Problem requirements:
Set down each record exactly as written.

Information:
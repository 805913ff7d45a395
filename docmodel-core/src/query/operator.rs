//! Query operators.

use std::fmt;

/// Comparison operators available in query expressions.
#[derive(Debug, Clone, Copy, PartialEq, Eq, Hash)]
pub enum Operator {
    Eq,
    Ne,
    Gt,
    Gte,
    Lt,
    Lte,
    In,
    Nin,
    /// Takes a boolean: whether the attribute is present.
    Exists,
    Regex,
    /// Length of a list attribute.
    Size,
    /// List contains every given value.
    All,
    /// Some list element matches the given embedded constraints.
    ElemMatch,
    /// Full-text search over the collection's text index. Pathless.
    Text,
    /// Geospatial proximity to a point.
    Near,
    /// Distance bound for a `Near` constraint on the same path.
    MaxDistance,
    /// Takes `[divisor, remainder]`.
    Mod,
    Contains,
    IContains,
    StartsWith,
    IStartsWith,
    EndsWith,
    IEndsWith,
    Exact,
    IExact,
}

impl Operator {
    /// Parses the operator suffix of a `path__operator` expression.
    pub fn from_token(token: &str) -> Option<Self> {
        let operator = match token {
            "eq" => Operator::Eq,
            "ne" => Operator::Ne,
            "gt" => Operator::Gt,
            "gte" => Operator::Gte,
            "lt" => Operator::Lt,
            "lte" => Operator::Lte,
            "in" => Operator::In,
            "nin" => Operator::Nin,
            "exists" => Operator::Exists,
            "regex" => Operator::Regex,
            "size" => Operator::Size,
            "all" => Operator::All,
            "match" | "elem_match" => Operator::ElemMatch,
            "near" => Operator::Near,
            "max_distance" => Operator::MaxDistance,
            "mod" => Operator::Mod,
            "contains" => Operator::Contains,
            "icontains" => Operator::IContains,
            "startswith" => Operator::StartsWith,
            "istartswith" => Operator::IStartsWith,
            "endswith" => Operator::EndsWith,
            "iendswith" => Operator::IEndsWith,
            "exact" => Operator::Exact,
            "iexact" => Operator::IExact,
            _ => return None,
        };

        Some(operator)
    }

    pub fn as_str(&self) -> &'static str {
        match self {
            Operator::Eq => "eq",
            Operator::Ne => "ne",
            Operator::Gt => "gt",
            Operator::Gte => "gte",
            Operator::Lt => "lt",
            Operator::Lte => "lte",
            Operator::In => "in",
            Operator::Nin => "nin",
            Operator::Exists => "exists",
            Operator::Regex => "regex",
            Operator::Size => "size",
            Operator::All => "all",
            Operator::ElemMatch => "match",
            Operator::Text => "text",
            Operator::Near => "near",
            Operator::MaxDistance => "max_distance",
            Operator::Mod => "mod",
            Operator::Contains => "contains",
            Operator::IContains => "icontains",
            Operator::StartsWith => "startswith",
            Operator::IStartsWith => "istartswith",
            Operator::EndsWith => "endswith",
            Operator::IEndsWith => "iendswith",
            Operator::Exact => "exact",
            Operator::IExact => "iexact",
        }
    }

    /// The operator matching exactly the complement, where one exists.
    pub fn inverse(&self) -> Option<Self> {
        match self {
            Operator::Eq => Some(Operator::Ne),
            Operator::Ne => Some(Operator::Eq),
            Operator::In => Some(Operator::Nin),
            Operator::Nin => Some(Operator::In),
            _ => None,
        }
    }

    /// Operators that compile to a regular expression over a string attribute.
    pub fn is_string_match(&self) -> bool {
        matches!(
            self,
            Operator::Contains
                | Operator::IContains
                | Operator::StartsWith
                | Operator::IStartsWith
                | Operator::EndsWith
                | Operator::IEndsWith
                | Operator::Exact
                | Operator::IExact
        )
    }
}

impl fmt::Display for Operator {
    fn fmt(&self, f: &mut fmt::Formatter<'_>) -> fmt::Result {
        f.write_str(self.as_str())
    }
}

Exercise solution:
repository 805913ff7d45a395
filename docmodel-core/src/query/operator.rs
//! Query operators.

use std::fmt;

/// Comparison operators available in query expressions.
#[derive(Debug, Clone, Copy, PartialEq, Eq, Hash)]
pub enum Operator {
    Eq,
    Ne,
    Gt,
    Gte,
    Lt,
    Lte,
    In,
    Nin,
    /// Takes a boolean: whether the attribute is present.
    Exists,
    Regex,
    /// Length of a list attribute.
    Size,
    /// List contains every given value.
    All,
    /// Some list element matches the given embedded constraints.
    ElemMatch,
    /// Full-text search over the collection's text index. Pathless.
    Text,
    /// Geospatial proximity to a point.
    Near,
    /// Distance bound for a `Near` constraint on the same path.
    MaxDistance,
    /// Takes `[divisor, remainder]`.
    Mod,
    Contains,
    IContains,
    StartsWith,
    IStartsWith,
    EndsWith,
    IEndsWith,
    Exact,
    IExact,
}

impl Operator {
    /// Parses the operator suffix of a `path__operator` expression.
    pub fn from_token(token: &str) -> Option<Self> {
        let operator = match token {
            "eq" => Operator::Eq,
            "ne" => Operator::Ne,
            "gt" => Operator::Gt,
            "gte" => Operator::Gte,
            "lt" => Operator::Lt,
            "lte" => Operator::Lte,
            "in" => Operator::In,
            "nin" => Operator::Nin,
            "exists" => Operator::Exists,
            "regex" => Operator::Regex,
            "size" => Operator::Size,
            "all" => Operator::All,
            "match" | "elem_match" => Operator::ElemMatch,
            "near" => Operator::Near,
            "max_distance" => Operator::MaxDistance,
            "mod" => Operator::Mod,
            "contains" => Operator::Contains,
            "icontains" => Operator::IContains,
            "startswith" => Operator::StartsWith,
            "istartswith" => Operator::IStartsWith,
            "endswith" => Operator::EndsWith,
            "iendswith" => Operator::IEndsWith,
            "exact" => Operator::Exact,
            "iexact" => Operator::IExact,
            _ => return None,
        };

        Some(operator)
    }

    pub fn as_str(&self) -> &'static str {
        match self {
            Operator::Eq => "eq",
            Operator::Ne => "ne",
            Operator::Gt => "gt",
            Operator::Gte => "gte",
            Operator::Lt => "lt",
            Operator::Lte => "lte",
            Operator::In => "in",
            Operator::Nin => "nin",
            Operator::Exists => "exists",
            Operator::Regex => "regex",
            Operator::Size => "size",
            Operator::All => "all",
            Operator::ElemMatch => "match",
            Operator::Text => "text",
            Operator::Near => "near",
            Operator::MaxDistance => "max_distance",
            Operator::Mod => "mod",
            Operator::Contains => "contains",
            Operator::IContains => "icontains",
            Operator::StartsWith => "startswith",
            Operator::IStartsWith => "istartswith",
            Operator::EndsWith => "endswith",
            Operator::IEndsWith => "iendswith",
            Operator::Exact => "exact",
            Operator::IExact => "iexact",
        }
    }

    /// The operator matching exactly the complement, where one exists.
    pub fn inverse(&self) -> Option<Self> {
        match self {
            Operator::Eq => Some(Operator::Ne),
            Operator::Ne => Some(Operator::Eq),
            Operator::In => Some(Operator::Nin),
            Operator::Nin => Some(Operator::In),
            _ => None,
        }
    }

    /// Operators that compile to a regular expression over a string attribute.
    pub fn is_string_match(&self) -> bool {
        matches!(
            self,
            Operator::Contains
                | Operator::IContains
                | Operator::StartsWith
                | Operator::IStartsWith
                | Operator::EndsWith
                | Operator::IEndsWith
                | Operator::Exact
                | Operator::IExact
        )
    }
}

impl fmt::Display for Operator {
    fn fmt(&self, f: &mut fmt::Formatter<'_>) -> fmt::Result {
        f.write_str(self.as_str())
    }
}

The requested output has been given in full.